Going straight to the source (the archives of the San Francisco Call-Bulletin), here is the essential reality of the very beginning of TDIET. A square single panel comic cartoon entitled They'll Do It Every Time debuted in the Call-Bulletin on Monday, February 4, 1929. It appeared with the paper's other comics on page 20, initially in the bottom left corner. While not having a byline, the comic displayed the signature "Jimmy Hatlo" in the top left corner of the panel. It has been long and incorrectly documented that the premiere date was February 5, 1929, with the Hogan's Alley article even featuring an image of the wrong installment.
The notion that the loss of the cartoon Bughouse Fables created the vacancy that Hatlo needed to fill is easily debunked. The single panel strip was never published in the San Francisco Call-Bulletin. It was a regular feature of the San Francisco Examiner and had been since 1921.
Myth #2: Tad's Indoor Sports
The single panel comic Indoor Sports by Tad Dorgan was featured on the Call-Bulletin's sports page, so it could not have caused a vacancy in the comics section. Also, installments of the strip were published in the Call-Bulletin the week of February 3rd, so apparently nothing was lost in the mail. This premise may have been rooted in the fact that Dorgan passed away in May of 1929 and Hatlo was likely recruited to help fill the space that Indoor Sports had occupied on the sports page.
The actual reason for the vacancy on the comics page is not nearly as exciting as lost syndicate shipments or William Randolph Hearst comic strip shuffling.

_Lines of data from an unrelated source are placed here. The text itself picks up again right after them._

use crate::error::{AppError, AppResult};
use crate::model::depreciation::{DepreciationMethod, DepreciationPlan, EquipmentDepreciation, ScheduleYear};
use crate::model::employee::round2;
use chrono::{Local, NaiveDate};
use serde::{Deserialize, Serialize};
use sqlx::MySqlPool;
use tracing::info;
use utoipa::{IntoParams, ToSchema};

#[derive(Debug, Deserialize, ToSchema)]
pub struct SetDepreciation {
    pub method: DepreciationMethod,
    #[schema(example = 250000.0)]
    pub initial_value: f64,
    #[serde(default)]
    #[schema(example = 25000.0)]
    pub residual_value: f64,
    #[schema(example = 10)]
    pub useful_life_years: u32,
    #[schema(example = "2026-01-01", format = "date", value_type = String)]
    pub start_date: NaiveDate,
}

#[derive(Debug, Deserialize, IntoParams)]
pub struct ValuationQuery {
    /// Defaults to today
    #[param(value_type = Option<String>, format = "date")]
    pub as_of: Option<NaiveDate>,
}

/// Stored plan with the book value it gives on `as_of`.
#[derive(Debug, Serialize, ToSchema)]
pub struct Valuation {
    pub depreciation: EquipmentDepreciation,
    #[schema(value_type = String, format = "date")]
    pub as_of: NaiveDate,
    pub current_value: f64,
    pub accumulated_depreciation: f64,
    pub fully_depreciated: bool,
    pub schedule: Vec<ScheduleYear>,
}

impl SetDepreciation {
    fn plan(&self) -> DepreciationPlan {
        DepreciationPlan {
            method: self.method,
            initial_value: self.initial_value,
            residual_value: self.residual_value,
            useful_life_years: self.useful_life_years,
            start_date: self.start_date,
        }
    }
}

fn stored_plan(row: &EquipmentDepreciation) -> AppResult<DepreciationPlan> {
    let method = row
        .method
        .parse::<DepreciationMethod>()
        .map_err(|_| AppError::internal(format!("unknown depreciation method '{}'", row.method)))?;
    Ok(DepreciationPlan {
        method,
        initial_value: row.initial_value,
        residual_value: row.residual_value,
        useful_life_years: row.useful_life_years,
        start_date: row.start_date,
    })
}

pub fn valuation(row: EquipmentDepreciation, as_of: NaiveDate) -> AppResult<Valuation> {
    let plan = stored_plan(&row)?;
    let current_value = plan.current_value(as_of);
    Ok(Valuation {
        as_of,
        current_value,
        accumulated_depreciation: round2(plan.initial_value - current_value),
        fully_depreciated: current_value <= plan.residual_value,
        schedule: plan.schedule(),
        depreciation: row,
    })
}

async fn fetch(pool: &MySqlPool, equipment_id: u64) -> AppResult<EquipmentDepreciation> {
    sqlx::query_as::<_, EquipmentDepreciation>(
        r#"
        SELECT id, equipment_id, method, initial_value, residual_value, useful_life_years, start_date,
               updated_by, updated_at
        FROM equipment_depreciations
        WHERE equipment_id = ?
        "#,
    )
    .bind(equipment_id)
    .fetch_optional(pool)
    .await?
    .ok_or_else(|| AppError::not_found("Equipment has no depreciation plan"))
}

pub async fn get(pool: &MySqlPool, equipment_id: u64, as_of: NaiveDate) -> AppResult<Valuation> {
    valuation(fetch(pool, equipment_id).await?, as_of)
}

/// Creates or replaces the single depreciation plan of a piece of equipment.
pub async fn set(
    pool: &MySqlPool,
    equipment_id: u64,
    input: &SetDepreciation,
    user_id: u64,
) -> AppResult<Valuation> {
    input.plan().check().map_err(AppError::bad_request)?;

    let exists = sqlx::query_scalar::<_, i64>("SELECT COUNT(*) FROM equipment WHERE id = ?")
        .bind(equipment_id)
        .fetch_one(pool)
        .await?;
    if exists == 0 {
        return Err(AppError::not_found("Equipment not found"));
    }

    sqlx::query(
        r#"
        INSERT INTO equipment_depreciations
            (equipment_id, method, initial_value, residual_value, useful_life_years, start_date, updated_by)
        VALUES (?, ?, ?, ?, ?, ?, ?)
        ON DUPLICATE KEY UPDATE
            method = VALUES(method), initial_value = VALUES(initial_value), residual_value = VALUES(residual_value),
            useful_life_years = VALUES(useful_life_years), start_date = VALUES(start_date),
            updated_by = VALUES(updated_by), updated_at = NOW()
        "#,
    )
    .bind(equipment_id)
    .bind(input.method.as_ref())
    .bind(input.initial_value)
    .bind(input.residual_value)
    .bind(input.useful_life_years)
    .bind(input.start_date)
    .bind(user_id)
    .execute(pool)
    .await?;

    info!(equipment_id, method = %input.method, "Depreciation plan saved");
    get(pool, equipment_id, Local::now().date_naive()).await
}

#[cfg(test)]
mod tests {
    use super::*;
    use chrono::NaiveDateTime;

    fn row(method: &str) -> EquipmentDepreciation {
        EquipmentDepreciation {
            id: 1,
            equipment_id: 7,
            method: method.to_string(),
            initial_value: 10000.0,
            residual_value: 1000.0,
            useful_life_years: 5,
            start_date: NaiveDate::from_ymd_opt(2024, 1, 1).unwrap(),
            updated_by: Some(2),
            updated_at: NaiveDateTime::default(),
        }
    }

    #[test]
    fn valuation_reports_value_on_the_requested_day() {
        let v = valuation(row("straight_line"), NaiveDate::from_ymd_opt(2024, 1, 1).unwrap()).unwrap();
        assert_eq!(v.current_value, 10000.0);
        assert_eq!(v.accumulated_depreciation, 0.0);
        assert!(!v.fully_depreciated);
        assert_eq!(v.schedule.len(), 5);

        let v = valuation(row("straight_line"), NaiveDate::from_ymd_opt(2031, 1, 1).unwrap()).unwrap();
        assert_eq!(v.current_value, 1000.0);
        assert!(v.fully_depreciated);
    }

    #[test]
    fn unknown_stored_method_is_an_internal_error() {
        let err = valuation(row("units_of_production"), NaiveDate::from_ymd_opt(2025, 1, 1).unwrap()).unwrap_err();
        assert!(matches!(err, AppError::Internal(_)));
    }

    #[test]
    fn residual_above_cost_is_rejected() {
        let input: SetDepreciation = serde_json::from_value(serde_json::json!({
            "method": "sum_of_years",
            "initial_value": 5000.0,
            "residual_value": 6000.0,
            "useful_life_years": 4,
            "start_date": "2026-01-01"
        }))
        .unwrap();
        assert!(input.plan().check().is_err());
    }
}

There appears to be a rather simple explanation. The syndicated column Maybe I'm Wrong by humorist John P. Medbury that occupied that corner of the page was moved to a different part of the paper. Managing Editor Gleason likely wanted or needed to move the column to another location and then simply recruited his staff artist/cartoonist to fill in the white space. Almost immediately popular, TDIET would quickly slide up to the top left side of the comics page, a coveted spot it would occupy until 1934.